# Excerpted records:
=== Section Start ===

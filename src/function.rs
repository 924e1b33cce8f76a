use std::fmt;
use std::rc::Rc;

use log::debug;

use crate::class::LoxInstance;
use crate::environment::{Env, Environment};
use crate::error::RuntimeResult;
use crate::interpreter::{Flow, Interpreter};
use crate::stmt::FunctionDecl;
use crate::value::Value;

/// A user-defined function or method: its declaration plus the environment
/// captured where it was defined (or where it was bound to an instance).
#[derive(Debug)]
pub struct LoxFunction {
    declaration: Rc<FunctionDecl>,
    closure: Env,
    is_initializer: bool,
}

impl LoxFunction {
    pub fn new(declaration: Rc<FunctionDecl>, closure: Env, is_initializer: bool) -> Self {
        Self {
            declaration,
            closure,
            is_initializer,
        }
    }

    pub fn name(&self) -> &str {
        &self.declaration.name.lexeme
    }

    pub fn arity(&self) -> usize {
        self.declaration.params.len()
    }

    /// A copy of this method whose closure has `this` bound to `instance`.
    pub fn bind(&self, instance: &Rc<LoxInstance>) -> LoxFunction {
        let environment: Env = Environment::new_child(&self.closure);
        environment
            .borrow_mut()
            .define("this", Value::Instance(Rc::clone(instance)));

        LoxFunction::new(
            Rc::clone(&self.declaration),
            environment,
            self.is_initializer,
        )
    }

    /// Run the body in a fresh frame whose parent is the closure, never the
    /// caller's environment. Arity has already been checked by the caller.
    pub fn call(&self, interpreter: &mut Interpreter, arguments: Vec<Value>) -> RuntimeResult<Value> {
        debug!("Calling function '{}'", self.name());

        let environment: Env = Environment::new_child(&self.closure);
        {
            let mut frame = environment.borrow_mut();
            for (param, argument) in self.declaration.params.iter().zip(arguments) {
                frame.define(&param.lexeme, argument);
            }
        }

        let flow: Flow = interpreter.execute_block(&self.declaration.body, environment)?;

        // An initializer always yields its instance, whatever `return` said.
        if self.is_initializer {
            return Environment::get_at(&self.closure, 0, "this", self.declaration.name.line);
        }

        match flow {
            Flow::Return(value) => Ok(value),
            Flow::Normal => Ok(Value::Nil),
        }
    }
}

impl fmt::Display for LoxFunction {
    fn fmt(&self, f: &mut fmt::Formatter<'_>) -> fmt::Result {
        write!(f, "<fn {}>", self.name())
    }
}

=== Section End ===

# What you have to do:
The data above should be duplicated exactly and completely.

# Output:
filename src/function.rs
repository 924e1b33cce8f76a
use std::fmt;
use std::rc::Rc;

use log::debug;

use crate::class::LoxInstance;
use crate::environment::{Env, Environment};
use crate::error::RuntimeResult;
use crate::interpreter::{Flow, Interpreter};
use crate::stmt::FunctionDecl;
use crate::value::Value;

/// A user-defined function or method: its declaration plus the environment
/// captured where it was defined (or where it was bound to an instance).
#[derive(Debug)]
pub struct LoxFunction {
    declaration: Rc<FunctionDecl>,
    closure: Env,
    is_initializer: bool,
}

impl LoxFunction {
    pub fn new(declaration: Rc<FunctionDecl>, closure: Env, is_initializer: bool) -> Self {
        Self {
            declaration,
            closure,
            is_initializer,
        }
    }

    pub fn name(&self) -> &str {
        &self.declaration.name.lexeme
    }

    pub fn arity(&self) -> usize {
        self.declaration.params.len()
    }

    /// A copy of this method whose closure has `this` bound to `instance`.
    pub fn bind(&self, instance: &Rc<LoxInstance>) -> LoxFunction {
        let environment: Env = Environment::new_child(&self.closure);
        environment
            .borrow_mut()
            .define("this", Value::Instance(Rc::clone(instance)));

        LoxFunction::new(
            Rc::clone(&self.declaration),
            environment,
            self.is_initializer,
        )
    }

    /// Run the body in a fresh frame whose parent is the closure, never the
    /// caller's environment. Arity has already been checked by the caller.
    pub fn call(&self, interpreter: &mut Interpreter, arguments: Vec<Value>) -> RuntimeResult<Value> {
        debug!("Calling function '{}'", self.name());

        let environment: Env = Environment::new_child(&self.closure);
        {
            let mut frame = environment.borrow_mut();
            for (param, argument) in self.declaration.params.iter().zip(arguments) {
                frame.define(&param.lexeme, argument);
            }
        }

        let flow: Flow = interpreter.execute_block(&self.declaration.body, environment)?;

        // An initializer always yields its instance, whatever `return` said.
        if self.is_initializer {
            return Environment::get_at(&self.closure, 0, "this", self.declaration.name.line);
        }

        match flow {
            Flow::Return(value) => Ok(value),
            Flow::Normal => Ok(Value::Nil),
        }
    }
}

impl fmt::Display for LoxFunction {
    fn fmt(&self, f: &mut fmt::Formatter<'_>) -> fmt::Result {
        write!(f, "<fn {}>", self.name())
    }
}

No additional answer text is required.